(AVAILABLE RECORDS Opens)

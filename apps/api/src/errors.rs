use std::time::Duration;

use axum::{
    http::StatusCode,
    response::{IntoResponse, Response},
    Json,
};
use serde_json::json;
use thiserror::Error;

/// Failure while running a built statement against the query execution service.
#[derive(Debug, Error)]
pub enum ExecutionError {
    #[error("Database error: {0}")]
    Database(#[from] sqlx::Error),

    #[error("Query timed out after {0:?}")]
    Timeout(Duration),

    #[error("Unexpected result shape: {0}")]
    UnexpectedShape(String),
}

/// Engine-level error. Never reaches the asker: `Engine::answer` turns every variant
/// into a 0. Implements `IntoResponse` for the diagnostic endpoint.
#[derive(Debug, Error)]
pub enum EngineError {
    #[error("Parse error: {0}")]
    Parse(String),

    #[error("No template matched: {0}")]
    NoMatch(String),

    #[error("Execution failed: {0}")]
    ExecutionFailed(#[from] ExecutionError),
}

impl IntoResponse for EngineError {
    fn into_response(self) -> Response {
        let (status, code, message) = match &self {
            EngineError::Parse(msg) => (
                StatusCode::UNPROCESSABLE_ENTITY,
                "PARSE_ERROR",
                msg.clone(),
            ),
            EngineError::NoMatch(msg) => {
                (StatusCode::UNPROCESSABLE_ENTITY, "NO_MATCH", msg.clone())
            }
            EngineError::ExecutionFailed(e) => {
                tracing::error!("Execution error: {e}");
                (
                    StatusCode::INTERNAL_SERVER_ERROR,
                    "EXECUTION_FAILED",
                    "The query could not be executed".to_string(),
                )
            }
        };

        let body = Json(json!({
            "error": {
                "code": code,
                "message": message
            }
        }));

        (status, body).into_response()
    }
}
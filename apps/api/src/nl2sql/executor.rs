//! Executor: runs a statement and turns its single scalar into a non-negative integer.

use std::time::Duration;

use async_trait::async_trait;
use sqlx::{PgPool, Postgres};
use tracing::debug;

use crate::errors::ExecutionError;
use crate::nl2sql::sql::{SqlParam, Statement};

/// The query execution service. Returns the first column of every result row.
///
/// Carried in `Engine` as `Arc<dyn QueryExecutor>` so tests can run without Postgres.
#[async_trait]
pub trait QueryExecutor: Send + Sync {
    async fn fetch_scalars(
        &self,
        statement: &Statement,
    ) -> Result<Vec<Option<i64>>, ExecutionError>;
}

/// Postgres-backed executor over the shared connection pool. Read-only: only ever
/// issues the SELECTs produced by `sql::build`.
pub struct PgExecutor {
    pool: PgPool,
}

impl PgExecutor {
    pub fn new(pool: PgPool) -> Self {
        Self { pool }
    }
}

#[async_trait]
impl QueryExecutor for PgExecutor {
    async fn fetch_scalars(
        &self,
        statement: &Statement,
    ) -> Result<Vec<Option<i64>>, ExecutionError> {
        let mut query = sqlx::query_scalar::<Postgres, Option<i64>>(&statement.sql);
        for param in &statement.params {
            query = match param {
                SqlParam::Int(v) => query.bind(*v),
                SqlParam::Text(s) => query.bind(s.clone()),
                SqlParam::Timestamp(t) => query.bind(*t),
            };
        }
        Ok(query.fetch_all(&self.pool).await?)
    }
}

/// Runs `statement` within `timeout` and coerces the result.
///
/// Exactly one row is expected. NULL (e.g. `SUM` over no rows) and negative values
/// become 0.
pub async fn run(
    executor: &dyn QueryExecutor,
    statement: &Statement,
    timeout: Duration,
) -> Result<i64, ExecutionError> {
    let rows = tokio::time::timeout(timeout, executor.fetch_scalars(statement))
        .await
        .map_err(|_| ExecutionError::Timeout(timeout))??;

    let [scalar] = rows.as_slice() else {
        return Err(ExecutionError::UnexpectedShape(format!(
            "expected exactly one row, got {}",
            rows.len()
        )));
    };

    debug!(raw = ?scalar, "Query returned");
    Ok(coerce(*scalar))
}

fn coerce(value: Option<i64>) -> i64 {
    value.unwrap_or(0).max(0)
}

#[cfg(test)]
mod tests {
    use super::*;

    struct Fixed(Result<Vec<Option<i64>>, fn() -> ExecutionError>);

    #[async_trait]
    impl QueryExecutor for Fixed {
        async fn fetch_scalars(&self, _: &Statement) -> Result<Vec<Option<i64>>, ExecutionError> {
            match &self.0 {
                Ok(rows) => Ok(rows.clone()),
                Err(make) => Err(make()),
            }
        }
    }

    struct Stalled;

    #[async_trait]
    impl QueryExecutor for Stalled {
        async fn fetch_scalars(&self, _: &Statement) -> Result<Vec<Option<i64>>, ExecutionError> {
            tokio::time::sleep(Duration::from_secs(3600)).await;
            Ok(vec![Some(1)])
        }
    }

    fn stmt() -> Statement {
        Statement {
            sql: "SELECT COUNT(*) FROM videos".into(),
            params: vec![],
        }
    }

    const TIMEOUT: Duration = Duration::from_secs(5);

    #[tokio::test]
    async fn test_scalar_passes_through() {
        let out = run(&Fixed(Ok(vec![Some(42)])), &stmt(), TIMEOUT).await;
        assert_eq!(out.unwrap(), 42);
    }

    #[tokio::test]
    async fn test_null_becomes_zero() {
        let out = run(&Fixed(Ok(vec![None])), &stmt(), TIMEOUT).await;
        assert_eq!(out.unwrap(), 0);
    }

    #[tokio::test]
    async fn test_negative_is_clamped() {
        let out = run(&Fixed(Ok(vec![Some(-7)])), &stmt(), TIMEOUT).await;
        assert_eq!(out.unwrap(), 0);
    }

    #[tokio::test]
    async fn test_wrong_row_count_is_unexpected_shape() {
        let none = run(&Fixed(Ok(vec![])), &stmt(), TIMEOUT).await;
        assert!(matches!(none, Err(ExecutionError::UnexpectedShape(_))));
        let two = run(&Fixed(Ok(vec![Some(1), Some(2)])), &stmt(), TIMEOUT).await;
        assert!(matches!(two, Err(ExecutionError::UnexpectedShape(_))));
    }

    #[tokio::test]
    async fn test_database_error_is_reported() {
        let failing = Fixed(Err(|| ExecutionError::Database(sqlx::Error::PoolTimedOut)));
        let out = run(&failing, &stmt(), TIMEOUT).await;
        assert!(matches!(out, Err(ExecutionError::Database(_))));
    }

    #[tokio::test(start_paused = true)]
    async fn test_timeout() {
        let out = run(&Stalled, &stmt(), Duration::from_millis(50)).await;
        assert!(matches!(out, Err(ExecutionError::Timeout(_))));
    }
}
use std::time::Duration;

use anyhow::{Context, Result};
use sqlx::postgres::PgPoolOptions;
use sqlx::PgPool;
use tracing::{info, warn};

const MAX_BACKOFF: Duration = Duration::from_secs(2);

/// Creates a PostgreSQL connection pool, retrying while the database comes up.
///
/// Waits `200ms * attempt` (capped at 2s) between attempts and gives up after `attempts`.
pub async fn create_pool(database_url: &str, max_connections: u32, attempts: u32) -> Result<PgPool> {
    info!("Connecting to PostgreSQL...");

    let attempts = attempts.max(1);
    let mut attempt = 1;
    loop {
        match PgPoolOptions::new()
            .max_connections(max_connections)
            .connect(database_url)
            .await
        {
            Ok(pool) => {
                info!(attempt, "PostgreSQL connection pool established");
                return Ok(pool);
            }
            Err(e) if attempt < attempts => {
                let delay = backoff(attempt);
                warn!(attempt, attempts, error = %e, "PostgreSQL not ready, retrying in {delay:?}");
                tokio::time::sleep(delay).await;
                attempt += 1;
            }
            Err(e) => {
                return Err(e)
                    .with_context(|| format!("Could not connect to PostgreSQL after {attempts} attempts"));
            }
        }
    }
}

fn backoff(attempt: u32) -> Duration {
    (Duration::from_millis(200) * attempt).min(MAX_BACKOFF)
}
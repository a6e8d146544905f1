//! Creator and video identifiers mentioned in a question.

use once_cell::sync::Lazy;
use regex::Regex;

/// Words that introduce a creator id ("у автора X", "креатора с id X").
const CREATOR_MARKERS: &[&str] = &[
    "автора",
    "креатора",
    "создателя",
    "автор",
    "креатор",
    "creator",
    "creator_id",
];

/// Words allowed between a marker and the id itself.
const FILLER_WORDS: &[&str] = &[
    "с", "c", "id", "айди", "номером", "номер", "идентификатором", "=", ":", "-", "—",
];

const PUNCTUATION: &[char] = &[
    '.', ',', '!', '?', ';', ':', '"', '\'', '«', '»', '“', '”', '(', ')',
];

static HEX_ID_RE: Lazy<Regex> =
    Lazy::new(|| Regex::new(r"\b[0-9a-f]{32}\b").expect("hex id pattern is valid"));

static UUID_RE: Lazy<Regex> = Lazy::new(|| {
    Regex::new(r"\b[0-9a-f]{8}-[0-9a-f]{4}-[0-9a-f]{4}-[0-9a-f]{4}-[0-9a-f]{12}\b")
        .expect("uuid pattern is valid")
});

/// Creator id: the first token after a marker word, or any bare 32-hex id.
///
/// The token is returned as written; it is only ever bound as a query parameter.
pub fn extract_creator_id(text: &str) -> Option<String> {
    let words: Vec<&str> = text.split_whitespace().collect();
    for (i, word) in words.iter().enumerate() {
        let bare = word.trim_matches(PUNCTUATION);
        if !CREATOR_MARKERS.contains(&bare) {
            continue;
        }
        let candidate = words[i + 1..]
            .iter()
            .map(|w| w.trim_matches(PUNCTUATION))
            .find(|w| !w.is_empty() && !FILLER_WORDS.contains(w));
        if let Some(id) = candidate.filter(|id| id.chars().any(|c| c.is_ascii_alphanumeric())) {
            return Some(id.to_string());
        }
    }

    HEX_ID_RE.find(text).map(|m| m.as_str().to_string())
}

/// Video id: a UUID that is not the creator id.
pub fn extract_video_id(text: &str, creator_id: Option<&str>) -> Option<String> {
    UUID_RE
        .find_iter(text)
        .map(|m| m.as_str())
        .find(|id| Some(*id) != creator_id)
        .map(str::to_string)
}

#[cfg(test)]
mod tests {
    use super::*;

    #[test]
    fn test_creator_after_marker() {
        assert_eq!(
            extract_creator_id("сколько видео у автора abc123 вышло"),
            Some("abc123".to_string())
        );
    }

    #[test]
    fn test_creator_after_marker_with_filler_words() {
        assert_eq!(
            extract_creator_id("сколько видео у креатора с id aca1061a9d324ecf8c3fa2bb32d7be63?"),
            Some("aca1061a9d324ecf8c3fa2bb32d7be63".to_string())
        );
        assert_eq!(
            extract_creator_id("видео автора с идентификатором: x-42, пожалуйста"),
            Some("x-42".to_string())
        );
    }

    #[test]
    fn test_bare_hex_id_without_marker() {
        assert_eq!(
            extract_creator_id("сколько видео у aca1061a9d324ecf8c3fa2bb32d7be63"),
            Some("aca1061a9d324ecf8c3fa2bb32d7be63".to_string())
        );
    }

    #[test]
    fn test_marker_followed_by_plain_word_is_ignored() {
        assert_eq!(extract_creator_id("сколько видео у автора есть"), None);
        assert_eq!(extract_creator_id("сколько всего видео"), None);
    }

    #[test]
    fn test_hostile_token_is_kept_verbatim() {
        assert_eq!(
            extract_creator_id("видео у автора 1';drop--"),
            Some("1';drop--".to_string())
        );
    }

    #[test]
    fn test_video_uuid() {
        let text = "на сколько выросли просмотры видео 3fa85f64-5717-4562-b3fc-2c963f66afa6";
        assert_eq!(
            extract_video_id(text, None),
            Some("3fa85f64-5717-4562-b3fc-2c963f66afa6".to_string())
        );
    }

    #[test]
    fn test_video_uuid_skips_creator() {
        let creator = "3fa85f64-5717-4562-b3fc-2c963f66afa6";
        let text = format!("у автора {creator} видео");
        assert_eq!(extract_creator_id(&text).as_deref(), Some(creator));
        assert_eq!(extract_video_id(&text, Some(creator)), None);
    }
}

(AVAILABLE RECORDS Closes)
(AVAILABLE RECORDS Opens)

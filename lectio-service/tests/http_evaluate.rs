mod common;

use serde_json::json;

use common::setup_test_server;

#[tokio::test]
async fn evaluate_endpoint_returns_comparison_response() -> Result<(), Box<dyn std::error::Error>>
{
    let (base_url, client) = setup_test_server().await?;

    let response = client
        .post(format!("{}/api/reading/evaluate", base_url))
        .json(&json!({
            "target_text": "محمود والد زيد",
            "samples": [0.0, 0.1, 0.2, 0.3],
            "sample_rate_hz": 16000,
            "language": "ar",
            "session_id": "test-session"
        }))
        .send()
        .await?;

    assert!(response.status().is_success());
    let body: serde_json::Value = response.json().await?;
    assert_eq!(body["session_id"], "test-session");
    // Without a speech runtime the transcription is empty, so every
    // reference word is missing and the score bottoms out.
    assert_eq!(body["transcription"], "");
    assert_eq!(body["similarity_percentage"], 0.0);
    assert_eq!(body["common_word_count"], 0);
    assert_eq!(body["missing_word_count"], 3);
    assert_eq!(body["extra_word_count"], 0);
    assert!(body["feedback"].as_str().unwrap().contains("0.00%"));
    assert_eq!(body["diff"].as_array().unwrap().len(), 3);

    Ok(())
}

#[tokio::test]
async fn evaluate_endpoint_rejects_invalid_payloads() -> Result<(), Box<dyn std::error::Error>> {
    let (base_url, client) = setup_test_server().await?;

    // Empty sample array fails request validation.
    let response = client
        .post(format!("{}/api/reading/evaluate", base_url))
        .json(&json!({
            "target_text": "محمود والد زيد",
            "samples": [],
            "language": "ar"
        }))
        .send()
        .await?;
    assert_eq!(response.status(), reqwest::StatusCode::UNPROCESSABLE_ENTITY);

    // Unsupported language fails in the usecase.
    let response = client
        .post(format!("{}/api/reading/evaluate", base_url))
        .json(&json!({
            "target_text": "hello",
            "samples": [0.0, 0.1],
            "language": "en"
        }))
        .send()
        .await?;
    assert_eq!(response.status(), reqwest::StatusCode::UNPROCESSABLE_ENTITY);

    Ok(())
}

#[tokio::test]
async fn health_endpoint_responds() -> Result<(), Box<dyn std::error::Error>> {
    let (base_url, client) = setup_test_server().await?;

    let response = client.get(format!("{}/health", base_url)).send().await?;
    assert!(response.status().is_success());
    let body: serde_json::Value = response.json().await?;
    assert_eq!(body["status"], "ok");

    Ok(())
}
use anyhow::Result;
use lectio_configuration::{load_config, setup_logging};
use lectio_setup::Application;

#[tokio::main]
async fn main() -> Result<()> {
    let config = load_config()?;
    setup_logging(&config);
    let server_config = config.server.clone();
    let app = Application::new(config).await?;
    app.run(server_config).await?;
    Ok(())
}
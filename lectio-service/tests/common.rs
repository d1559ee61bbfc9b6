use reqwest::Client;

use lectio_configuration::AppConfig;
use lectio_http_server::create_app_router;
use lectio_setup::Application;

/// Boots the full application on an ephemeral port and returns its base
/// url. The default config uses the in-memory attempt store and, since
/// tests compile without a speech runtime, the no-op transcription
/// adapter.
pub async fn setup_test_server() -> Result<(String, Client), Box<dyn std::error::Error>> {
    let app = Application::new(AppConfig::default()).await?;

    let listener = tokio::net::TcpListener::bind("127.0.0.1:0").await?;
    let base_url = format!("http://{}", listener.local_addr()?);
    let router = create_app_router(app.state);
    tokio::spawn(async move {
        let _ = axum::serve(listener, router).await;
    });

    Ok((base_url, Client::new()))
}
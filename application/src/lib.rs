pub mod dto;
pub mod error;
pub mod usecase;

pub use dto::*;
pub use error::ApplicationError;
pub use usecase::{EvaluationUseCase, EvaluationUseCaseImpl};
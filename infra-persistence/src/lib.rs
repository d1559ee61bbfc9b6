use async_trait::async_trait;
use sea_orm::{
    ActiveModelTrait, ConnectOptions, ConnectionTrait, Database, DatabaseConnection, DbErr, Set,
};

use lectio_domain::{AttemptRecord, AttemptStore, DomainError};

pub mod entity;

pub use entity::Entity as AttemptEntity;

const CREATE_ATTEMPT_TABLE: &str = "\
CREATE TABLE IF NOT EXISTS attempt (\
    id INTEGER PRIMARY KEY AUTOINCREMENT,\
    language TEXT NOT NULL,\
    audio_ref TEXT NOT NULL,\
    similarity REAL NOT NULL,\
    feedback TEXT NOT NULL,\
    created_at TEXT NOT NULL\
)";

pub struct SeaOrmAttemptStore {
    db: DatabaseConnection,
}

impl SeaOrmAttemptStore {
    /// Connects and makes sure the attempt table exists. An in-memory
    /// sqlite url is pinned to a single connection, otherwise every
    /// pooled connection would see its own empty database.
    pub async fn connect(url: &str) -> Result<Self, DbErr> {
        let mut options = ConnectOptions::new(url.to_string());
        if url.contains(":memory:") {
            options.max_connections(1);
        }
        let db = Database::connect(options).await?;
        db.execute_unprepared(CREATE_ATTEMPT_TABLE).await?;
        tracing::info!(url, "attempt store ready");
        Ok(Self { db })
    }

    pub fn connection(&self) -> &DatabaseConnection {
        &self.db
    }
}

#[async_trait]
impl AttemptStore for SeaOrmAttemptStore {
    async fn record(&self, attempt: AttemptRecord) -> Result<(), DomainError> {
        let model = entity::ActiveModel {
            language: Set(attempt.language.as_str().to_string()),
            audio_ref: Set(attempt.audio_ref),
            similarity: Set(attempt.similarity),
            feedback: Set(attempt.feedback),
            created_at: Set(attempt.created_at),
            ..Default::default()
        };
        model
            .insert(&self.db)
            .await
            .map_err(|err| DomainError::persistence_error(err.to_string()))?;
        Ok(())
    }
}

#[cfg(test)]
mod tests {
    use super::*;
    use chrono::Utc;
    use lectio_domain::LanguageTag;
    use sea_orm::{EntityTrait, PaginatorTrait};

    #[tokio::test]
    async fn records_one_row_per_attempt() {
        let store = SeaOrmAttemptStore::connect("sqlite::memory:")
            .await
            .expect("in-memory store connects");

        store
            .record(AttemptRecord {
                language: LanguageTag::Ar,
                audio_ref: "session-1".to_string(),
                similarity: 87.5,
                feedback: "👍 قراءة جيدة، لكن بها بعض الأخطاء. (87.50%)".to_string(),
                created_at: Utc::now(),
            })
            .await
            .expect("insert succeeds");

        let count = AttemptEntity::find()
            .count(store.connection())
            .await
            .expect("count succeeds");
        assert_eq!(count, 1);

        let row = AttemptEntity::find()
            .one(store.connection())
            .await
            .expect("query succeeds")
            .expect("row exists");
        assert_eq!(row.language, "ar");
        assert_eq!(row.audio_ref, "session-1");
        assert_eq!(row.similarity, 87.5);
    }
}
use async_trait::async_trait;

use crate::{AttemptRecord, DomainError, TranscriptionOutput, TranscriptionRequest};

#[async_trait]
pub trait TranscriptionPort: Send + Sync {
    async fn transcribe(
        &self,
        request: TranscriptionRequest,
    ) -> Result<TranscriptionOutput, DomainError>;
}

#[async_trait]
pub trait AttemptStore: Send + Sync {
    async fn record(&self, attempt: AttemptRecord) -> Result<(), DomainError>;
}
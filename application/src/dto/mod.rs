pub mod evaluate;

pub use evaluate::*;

(AVAILABLE RECORDS Closes)

PROBLEM TO WORK ON – Read through the entries above, and wherever a line holds the string "between", copy it.

RESULT OF THIS TASK –
/// Waits `200ms * attempt` (capped at 2s) between attempts and gives up after `attempts`.
/// Words allowed between a marker and the id itself.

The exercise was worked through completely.